_Task prompt_:
For the entries below, the result should be an exact transcription of the lines from the one with "pub fn new(agent: Agent, backend: Box<dyn" up to and including the one with "the ply cap.", and only those.

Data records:
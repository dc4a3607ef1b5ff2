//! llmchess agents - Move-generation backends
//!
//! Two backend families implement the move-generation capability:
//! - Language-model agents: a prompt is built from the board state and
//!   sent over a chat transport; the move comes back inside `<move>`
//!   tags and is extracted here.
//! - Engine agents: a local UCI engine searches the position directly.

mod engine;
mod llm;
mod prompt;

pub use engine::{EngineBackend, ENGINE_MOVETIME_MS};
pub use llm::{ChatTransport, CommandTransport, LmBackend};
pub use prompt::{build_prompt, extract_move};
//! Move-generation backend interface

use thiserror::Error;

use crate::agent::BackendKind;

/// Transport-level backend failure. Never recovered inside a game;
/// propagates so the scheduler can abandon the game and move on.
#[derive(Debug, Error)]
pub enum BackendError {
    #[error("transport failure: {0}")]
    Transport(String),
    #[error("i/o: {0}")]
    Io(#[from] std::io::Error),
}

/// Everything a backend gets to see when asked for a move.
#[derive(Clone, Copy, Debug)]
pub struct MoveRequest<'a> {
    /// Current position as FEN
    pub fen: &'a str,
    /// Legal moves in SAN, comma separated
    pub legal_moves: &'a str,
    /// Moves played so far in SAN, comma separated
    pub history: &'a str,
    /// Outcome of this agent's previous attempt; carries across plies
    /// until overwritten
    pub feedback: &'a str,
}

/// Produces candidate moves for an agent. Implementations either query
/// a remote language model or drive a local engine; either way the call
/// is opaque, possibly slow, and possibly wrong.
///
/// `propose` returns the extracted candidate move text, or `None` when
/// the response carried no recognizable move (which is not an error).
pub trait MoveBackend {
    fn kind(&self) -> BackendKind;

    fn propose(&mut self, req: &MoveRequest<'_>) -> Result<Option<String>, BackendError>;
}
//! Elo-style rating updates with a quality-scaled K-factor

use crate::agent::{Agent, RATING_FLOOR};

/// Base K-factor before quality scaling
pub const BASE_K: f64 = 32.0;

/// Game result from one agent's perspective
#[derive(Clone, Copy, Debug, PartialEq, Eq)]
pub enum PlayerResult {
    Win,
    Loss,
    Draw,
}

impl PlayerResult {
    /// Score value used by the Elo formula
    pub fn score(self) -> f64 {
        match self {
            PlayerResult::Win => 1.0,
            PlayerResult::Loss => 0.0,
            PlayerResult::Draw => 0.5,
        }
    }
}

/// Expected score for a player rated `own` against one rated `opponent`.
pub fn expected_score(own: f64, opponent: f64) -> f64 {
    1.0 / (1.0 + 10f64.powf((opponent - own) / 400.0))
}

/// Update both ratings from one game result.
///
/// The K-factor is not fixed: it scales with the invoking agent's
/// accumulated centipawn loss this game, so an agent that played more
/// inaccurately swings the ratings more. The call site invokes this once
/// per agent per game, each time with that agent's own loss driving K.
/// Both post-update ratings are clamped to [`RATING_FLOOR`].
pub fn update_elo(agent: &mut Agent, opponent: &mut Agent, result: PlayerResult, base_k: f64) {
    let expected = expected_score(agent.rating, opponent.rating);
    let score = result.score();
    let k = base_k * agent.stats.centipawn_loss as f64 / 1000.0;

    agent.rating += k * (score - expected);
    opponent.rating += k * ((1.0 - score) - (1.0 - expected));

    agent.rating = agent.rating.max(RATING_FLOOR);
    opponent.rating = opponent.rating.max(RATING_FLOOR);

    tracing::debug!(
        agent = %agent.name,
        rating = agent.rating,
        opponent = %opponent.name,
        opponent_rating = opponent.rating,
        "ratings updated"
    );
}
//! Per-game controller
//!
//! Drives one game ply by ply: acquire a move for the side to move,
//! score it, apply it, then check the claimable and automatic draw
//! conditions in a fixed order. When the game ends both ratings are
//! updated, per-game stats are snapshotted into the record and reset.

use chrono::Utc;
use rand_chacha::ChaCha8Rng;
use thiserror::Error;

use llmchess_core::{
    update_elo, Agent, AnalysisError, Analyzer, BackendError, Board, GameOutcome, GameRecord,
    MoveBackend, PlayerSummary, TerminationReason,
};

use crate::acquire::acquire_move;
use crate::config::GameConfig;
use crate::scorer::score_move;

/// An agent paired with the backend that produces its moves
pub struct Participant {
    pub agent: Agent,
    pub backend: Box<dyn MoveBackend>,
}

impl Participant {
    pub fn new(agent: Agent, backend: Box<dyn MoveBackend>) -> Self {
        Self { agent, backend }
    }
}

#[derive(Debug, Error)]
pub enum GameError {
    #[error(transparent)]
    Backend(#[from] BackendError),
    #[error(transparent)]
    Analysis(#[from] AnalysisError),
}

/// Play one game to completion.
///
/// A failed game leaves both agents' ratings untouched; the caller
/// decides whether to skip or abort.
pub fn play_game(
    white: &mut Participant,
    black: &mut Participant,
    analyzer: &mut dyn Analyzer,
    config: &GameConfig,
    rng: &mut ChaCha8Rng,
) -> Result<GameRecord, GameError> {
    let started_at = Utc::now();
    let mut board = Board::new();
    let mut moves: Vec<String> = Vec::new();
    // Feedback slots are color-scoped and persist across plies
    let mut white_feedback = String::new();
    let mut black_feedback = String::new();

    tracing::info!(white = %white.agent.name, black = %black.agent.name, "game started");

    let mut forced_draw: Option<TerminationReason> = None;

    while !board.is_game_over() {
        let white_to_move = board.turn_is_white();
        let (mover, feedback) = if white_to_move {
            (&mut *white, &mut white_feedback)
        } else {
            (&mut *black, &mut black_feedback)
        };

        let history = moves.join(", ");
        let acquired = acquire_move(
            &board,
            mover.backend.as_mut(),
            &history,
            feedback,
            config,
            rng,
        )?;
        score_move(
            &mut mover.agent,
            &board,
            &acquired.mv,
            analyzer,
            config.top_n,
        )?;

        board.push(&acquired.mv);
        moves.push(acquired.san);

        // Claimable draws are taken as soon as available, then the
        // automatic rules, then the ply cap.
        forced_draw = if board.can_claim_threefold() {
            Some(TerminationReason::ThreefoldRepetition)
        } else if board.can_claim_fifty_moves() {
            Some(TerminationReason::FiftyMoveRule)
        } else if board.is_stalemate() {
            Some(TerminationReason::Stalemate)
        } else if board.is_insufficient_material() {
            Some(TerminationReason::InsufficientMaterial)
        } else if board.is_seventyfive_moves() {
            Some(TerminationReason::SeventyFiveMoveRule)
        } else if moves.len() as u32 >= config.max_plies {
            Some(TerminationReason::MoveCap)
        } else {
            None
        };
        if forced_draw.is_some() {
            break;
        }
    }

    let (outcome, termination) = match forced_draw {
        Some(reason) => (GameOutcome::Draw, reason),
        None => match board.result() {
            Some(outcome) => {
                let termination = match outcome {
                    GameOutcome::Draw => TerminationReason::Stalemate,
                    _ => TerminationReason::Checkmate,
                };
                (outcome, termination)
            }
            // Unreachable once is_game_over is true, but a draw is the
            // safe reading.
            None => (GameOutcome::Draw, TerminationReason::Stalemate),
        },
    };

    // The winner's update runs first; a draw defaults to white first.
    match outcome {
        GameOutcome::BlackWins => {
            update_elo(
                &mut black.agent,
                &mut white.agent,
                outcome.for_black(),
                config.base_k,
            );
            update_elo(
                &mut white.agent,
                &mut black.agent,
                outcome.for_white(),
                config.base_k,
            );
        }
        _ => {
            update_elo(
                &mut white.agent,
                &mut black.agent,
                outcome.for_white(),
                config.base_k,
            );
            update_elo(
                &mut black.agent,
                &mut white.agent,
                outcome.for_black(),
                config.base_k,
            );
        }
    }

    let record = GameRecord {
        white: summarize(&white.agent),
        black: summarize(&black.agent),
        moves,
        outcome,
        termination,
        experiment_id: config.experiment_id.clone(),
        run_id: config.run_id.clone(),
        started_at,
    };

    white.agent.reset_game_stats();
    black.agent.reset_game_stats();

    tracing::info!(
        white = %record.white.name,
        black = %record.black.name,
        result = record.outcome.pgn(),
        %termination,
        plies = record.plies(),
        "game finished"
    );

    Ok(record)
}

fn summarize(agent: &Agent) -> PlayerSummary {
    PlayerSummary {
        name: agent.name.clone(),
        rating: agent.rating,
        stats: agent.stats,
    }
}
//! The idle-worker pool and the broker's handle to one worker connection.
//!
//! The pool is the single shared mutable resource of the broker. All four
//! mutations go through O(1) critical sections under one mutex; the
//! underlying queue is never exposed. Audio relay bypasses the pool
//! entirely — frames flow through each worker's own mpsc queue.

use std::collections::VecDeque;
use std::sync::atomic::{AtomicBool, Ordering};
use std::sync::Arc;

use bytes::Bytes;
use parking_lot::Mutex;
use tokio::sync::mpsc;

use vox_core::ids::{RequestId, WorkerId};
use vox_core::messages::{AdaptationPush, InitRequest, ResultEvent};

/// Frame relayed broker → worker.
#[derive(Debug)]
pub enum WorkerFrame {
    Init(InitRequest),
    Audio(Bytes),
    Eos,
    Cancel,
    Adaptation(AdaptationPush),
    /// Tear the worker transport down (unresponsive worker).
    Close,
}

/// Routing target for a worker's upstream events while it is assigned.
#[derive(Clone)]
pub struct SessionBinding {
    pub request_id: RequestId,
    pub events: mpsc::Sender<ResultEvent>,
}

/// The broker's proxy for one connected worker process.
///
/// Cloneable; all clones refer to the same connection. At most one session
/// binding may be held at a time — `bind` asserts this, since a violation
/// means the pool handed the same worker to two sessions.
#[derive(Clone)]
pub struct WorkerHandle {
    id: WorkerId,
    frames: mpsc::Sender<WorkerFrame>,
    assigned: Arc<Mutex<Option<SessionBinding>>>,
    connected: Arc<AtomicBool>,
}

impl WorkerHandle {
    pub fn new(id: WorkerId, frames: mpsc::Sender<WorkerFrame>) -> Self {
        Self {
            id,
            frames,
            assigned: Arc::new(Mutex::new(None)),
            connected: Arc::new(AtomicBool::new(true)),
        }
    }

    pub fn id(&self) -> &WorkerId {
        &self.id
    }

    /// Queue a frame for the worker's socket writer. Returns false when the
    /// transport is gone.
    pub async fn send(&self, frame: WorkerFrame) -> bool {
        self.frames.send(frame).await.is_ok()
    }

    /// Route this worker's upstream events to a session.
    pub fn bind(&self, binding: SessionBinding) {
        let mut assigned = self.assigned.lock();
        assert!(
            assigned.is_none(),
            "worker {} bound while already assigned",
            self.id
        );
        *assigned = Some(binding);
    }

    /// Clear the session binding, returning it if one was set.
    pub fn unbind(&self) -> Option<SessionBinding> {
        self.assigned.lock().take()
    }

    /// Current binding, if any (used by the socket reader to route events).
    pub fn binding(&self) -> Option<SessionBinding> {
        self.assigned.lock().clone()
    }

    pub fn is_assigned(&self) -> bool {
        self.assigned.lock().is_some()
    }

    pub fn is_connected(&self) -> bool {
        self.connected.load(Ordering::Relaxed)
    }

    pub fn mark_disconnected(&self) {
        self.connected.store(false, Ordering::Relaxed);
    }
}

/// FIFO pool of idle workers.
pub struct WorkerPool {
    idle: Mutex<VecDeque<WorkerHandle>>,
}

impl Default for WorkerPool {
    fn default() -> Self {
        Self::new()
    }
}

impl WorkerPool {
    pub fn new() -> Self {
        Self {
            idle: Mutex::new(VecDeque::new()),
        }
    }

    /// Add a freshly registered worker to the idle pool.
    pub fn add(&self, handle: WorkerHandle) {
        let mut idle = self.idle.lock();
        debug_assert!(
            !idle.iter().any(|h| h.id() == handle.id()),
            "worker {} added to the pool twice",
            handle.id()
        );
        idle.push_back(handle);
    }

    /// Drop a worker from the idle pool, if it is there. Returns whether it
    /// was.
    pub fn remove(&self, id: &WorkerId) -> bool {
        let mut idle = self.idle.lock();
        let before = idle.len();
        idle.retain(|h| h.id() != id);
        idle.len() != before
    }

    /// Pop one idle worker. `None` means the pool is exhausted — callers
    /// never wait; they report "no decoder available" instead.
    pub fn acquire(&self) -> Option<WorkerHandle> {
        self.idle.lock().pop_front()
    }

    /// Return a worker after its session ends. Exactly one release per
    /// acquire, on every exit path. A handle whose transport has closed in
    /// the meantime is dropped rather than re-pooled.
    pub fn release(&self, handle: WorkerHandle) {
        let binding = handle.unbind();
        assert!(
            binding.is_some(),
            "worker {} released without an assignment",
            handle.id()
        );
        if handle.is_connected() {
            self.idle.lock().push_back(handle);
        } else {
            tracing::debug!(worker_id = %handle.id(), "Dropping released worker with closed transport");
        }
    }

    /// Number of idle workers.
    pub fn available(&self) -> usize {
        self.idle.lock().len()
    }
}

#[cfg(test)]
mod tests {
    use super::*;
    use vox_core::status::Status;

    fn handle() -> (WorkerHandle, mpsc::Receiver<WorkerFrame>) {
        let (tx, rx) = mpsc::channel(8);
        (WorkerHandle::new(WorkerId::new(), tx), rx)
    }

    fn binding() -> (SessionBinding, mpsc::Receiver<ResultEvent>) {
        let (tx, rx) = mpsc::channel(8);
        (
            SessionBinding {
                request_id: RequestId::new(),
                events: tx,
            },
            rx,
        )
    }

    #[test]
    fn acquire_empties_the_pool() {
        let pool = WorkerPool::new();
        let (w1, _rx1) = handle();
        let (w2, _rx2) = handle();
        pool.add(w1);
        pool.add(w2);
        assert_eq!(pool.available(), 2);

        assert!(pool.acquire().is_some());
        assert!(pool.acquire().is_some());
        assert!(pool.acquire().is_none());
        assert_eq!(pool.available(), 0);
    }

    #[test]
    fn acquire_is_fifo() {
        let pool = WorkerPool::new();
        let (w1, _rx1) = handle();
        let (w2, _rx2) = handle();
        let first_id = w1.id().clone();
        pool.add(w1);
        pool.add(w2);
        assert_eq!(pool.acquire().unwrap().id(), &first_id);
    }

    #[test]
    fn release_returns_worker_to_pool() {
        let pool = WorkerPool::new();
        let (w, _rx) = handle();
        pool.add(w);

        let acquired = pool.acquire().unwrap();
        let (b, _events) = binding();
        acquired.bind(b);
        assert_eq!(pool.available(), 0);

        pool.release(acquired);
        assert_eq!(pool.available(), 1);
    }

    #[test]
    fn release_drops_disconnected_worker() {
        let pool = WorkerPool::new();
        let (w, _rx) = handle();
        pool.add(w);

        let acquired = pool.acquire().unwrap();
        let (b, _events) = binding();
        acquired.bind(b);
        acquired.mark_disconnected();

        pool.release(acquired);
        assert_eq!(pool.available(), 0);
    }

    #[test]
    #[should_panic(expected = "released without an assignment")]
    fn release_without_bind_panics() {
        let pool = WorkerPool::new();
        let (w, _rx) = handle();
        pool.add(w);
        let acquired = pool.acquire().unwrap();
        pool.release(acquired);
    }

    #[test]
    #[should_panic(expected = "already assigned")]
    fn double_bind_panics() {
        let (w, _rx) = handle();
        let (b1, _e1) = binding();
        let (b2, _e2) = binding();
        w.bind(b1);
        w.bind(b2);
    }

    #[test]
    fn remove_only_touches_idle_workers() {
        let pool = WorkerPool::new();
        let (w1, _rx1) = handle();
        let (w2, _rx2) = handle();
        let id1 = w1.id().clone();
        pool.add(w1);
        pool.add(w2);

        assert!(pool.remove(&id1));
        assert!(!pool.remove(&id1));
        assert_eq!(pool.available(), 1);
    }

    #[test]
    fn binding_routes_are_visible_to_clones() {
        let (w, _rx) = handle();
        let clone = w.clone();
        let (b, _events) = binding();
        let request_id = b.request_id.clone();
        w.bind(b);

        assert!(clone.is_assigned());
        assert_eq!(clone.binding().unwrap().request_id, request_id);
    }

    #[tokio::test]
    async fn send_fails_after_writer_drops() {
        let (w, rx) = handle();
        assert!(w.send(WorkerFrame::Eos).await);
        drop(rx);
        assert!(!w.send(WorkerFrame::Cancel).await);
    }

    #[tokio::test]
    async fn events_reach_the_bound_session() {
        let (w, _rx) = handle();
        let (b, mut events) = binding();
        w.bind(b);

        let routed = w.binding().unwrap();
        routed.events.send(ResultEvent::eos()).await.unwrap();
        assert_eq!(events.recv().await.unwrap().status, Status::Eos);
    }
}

_Answer to this exercise_:
    pub fn new(agent: Agent, backend: Box<dyn MoveBackend>) -> Self {
        Self { agent, backend }
    }
}

#[derive(Debug, Error)]
pub enum GameError {
    #[error(transparent)]
    Backend(#[from] BackendError),
    #[error(transparent)]
    Analysis(#[from] AnalysisError),
}

/// Play one game to completion.
///
/// A failed game leaves both agents' ratings untouched; the caller
/// decides whether to skip or abort.
pub fn play_game(
    white: &mut Participant,
    black: &mut Participant,
    analyzer: &mut dyn Analyzer,
    config: &GameConfig,
    rng: &mut ChaCha8Rng,
) -> Result<GameRecord, GameError> {
    let started_at = Utc::now();
    let mut board = Board::new();
    let mut moves: Vec<String> = Vec::new();
    // Feedback slots are color-scoped and persist across plies
    let mut white_feedback = String::new();
    let mut black_feedback = String::new();

    tracing::info!(white = %white.agent.name, black = %black.agent.name, "game started");

    let mut forced_draw: Option<TerminationReason> = None;

    while !board.is_game_over() {
        let white_to_move = board.turn_is_white();
        let (mover, feedback) = if white_to_move {
            (&mut *white, &mut white_feedback)
        } else {
            (&mut *black, &mut black_feedback)
        };

        let history = moves.join(", ");
        let acquired = acquire_move(
            &board,
            mover.backend.as_mut(),
            &history,
            feedback,
            config,
            rng,
        )?;
        score_move(
            &mut mover.agent,
            &board,
            &acquired.mv,
            analyzer,
            config.top_n,
        )?;

        board.push(&acquired.mv);
        moves.push(acquired.san);

        // Claimable draws are taken as soon as available, then the
        // automatic rules, then the ply cap.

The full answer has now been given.